The trial is being conducted at Providence Cancer Institute in Portland, Oregon, by Principal Investigator Brendan Curti, M.D., medical oncologist and Robert W. Franz Endowed Chair for Clinical Research at the Earle A. Chiles Research Institute, a division of Providence. "Our institute has been at the leading edge of immunotherapy clinical research including checkpoint immunotherapy, novel co-stimulatory agents and cancer vaccines," said Dr. Curti. "Our vision of the future is to select and engineer immune cells with enhanced abilities to attack tumors. We have a strong record of accomplishment in translating laboratory ideas into clinical practice. The work with Dr. Weinberg is another example of exciting first-in-human translational science from our Institute and its many ongoing collaborations."
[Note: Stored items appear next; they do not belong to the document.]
#[async_trait]
impl InventoryStore for PostgresStore {
    async fn inventory(&self, product_id: ProductId) -> Result<Option<InventoryLevel>> {
        let row = sqlx::query(
            "SELECT product_id, quantity, reserved, low_stock_threshold
             FROM inventory WHERE product_id = $1",
        )
        .bind(product_id.as_uuid())
        .fetch_optional(&self.pool)
        .await?;

        row.map(Self::row_to_inventory).transpose()
    }

    async fn put_inventory(&self, level: InventoryLevel) -> Result<()> {
        sqlx::query(
            r#"
            INSERT INTO inventory (product_id, quantity, reserved, low_stock_threshold)
            VALUES ($1, $2, $3, $4)
            ON CONFLICT (product_id) DO UPDATE SET
                quantity = EXCLUDED.quantity,
                reserved = EXCLUDED.reserved,
                low_stock_threshold = EXCLUDED.low_stock_threshold
            "#,
        )
        .bind(level.product_id().as_uuid())
        .bind(level.quantity() as i32)
        .bind(level.reserved() as i32)
        .bind(level.low_stock_threshold() as i32)
        .execute(&self.pool)
        .await?;

        Ok(())
    }

    async fn try_reserve(&self, product_id: ProductId, qty: u32) -> Result<ReserveOutcome> {
        let mut tx = self.pool.begin().await?;

        let row = sqlx::query(
            "SELECT quantity, reserved FROM inventory WHERE product_id = $1 FOR UPDATE",
        )
        .bind(product_id.as_uuid())
        .fetch_optional(&mut *tx)
        .await?
        .ok_or_else(|| Self::inventory_not_found(product_id))?;

        let quantity = row.try_get::<i32, _>("quantity")? as u32;
        let reserved = row.try_get::<i32, _>("reserved")? as u32;
        let available = quantity.saturating_sub(reserved);

        if available < qty {
            tx.rollback().await?;
            return Ok(ReserveOutcome::Insufficient { available });
        }

        sqlx::query("UPDATE inventory SET reserved = reserved + $2 WHERE product_id = $1")
            .bind(product_id.as_uuid())
            .bind(qty as i32)
            .execute(&mut *tx)
            .await?;

        tx.commit().await?;
        Ok(ReserveOutcome::Reserved)
    }

    async fn release(&self, product_id: ProductId, qty: u32) -> Result<()> {
        let result = sqlx::query(
            "UPDATE inventory SET reserved = GREATEST(reserved - $2, 0) WHERE product_id = $1",
        )
        .bind(product_id.as_uuid())
        .bind(qty as i32)
        .execute(&self.pool)
        .await?;

        if result.rows_affected() == 0 {
            return Err(Self::inventory_not_found(product_id));
        }
        Ok(())
    }

    async fn try_deduct(&self, product_id: ProductId, qty: u32) -> Result<DeductOutcome> {
        let mut tx = self.pool.begin().await?;

        let row = sqlx::query(
            "SELECT quantity, reserved FROM inventory WHERE product_id = $1 FOR UPDATE",
        )
        .bind(product_id.as_uuid())
        .fetch_optional(&mut *tx)
        .await?
        .ok_or_else(|| Self::inventory_not_found(product_id))?;

        let on_hand = row.try_get::<i32, _>("quantity")? as u32;
        if on_hand < qty {
            tx.rollback().await?;
            return Ok(DeductOutcome::Insufficient { on_hand });
        }

        sqlx::query(
            "UPDATE inventory
             SET quantity = quantity - $2, reserved = GREATEST(reserved - $2, 0)
             WHERE product_id = $1",
        )
        .bind(product_id.as_uuid())
        .bind(qty as i32)
        .execute(&mut *tx)
        .await?;

        tx.commit().await?;
        Ok(DeductOutcome::Deducted)
    }

    async fn add_stock(&self, product_id: ProductId, qty: u32) -> Result<InventoryLevel> {
        let row = sqlx::query(
            "UPDATE inventory SET quantity = quantity + $2 WHERE product_id = $1
             RETURNING product_id, quantity, reserved, low_stock_threshold",
        )
        .bind(product_id.as_uuid())
        .bind(qty as i32)
        .fetch_optional(&self.pool)
        .await?
        .ok_or_else(|| Self::inventory_not_found(product_id))?;

        Self::row_to_inventory(row)
    }

    async fn set_stock(&self, product_id: ProductId, qty: u32) -> Result<InventoryLevel> {
        let row = sqlx::query(
            "UPDATE inventory SET quantity = $2 WHERE product_id = $1
             RETURNING product_id, quantity, reserved, low_stock_threshold",
        )
        .bind(product_id.as_uuid())
        .bind(qty as i32)
        .fetch_optional(&self.pool)
        .await?
        .ok_or_else(|| Self::inventory_not_found(product_id))?;

        Self::row_to_inventory(row)
    }
}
"TIL therapies hold the promise of clinical benefit in patients with solid malignancies. This product is different from current TIL therapies as we are selectively expanding the tumor-reactive T cells and potentially increasing their potency by reducing PD-1 suppression," said Andrew Weinberg, Ph.D., Founder and CSO of AgonOx, Inc., and Judith Ann Hartmann Endowed Chair for the Laboratory of Basic Immunology at the Earle A. Chiles Research Institute.

"This is an important collaborative milestone between these organizations in the advancement of treatments for solid tumors," said Robert Bitterman, President and CEO of Phio Pharmaceuticals.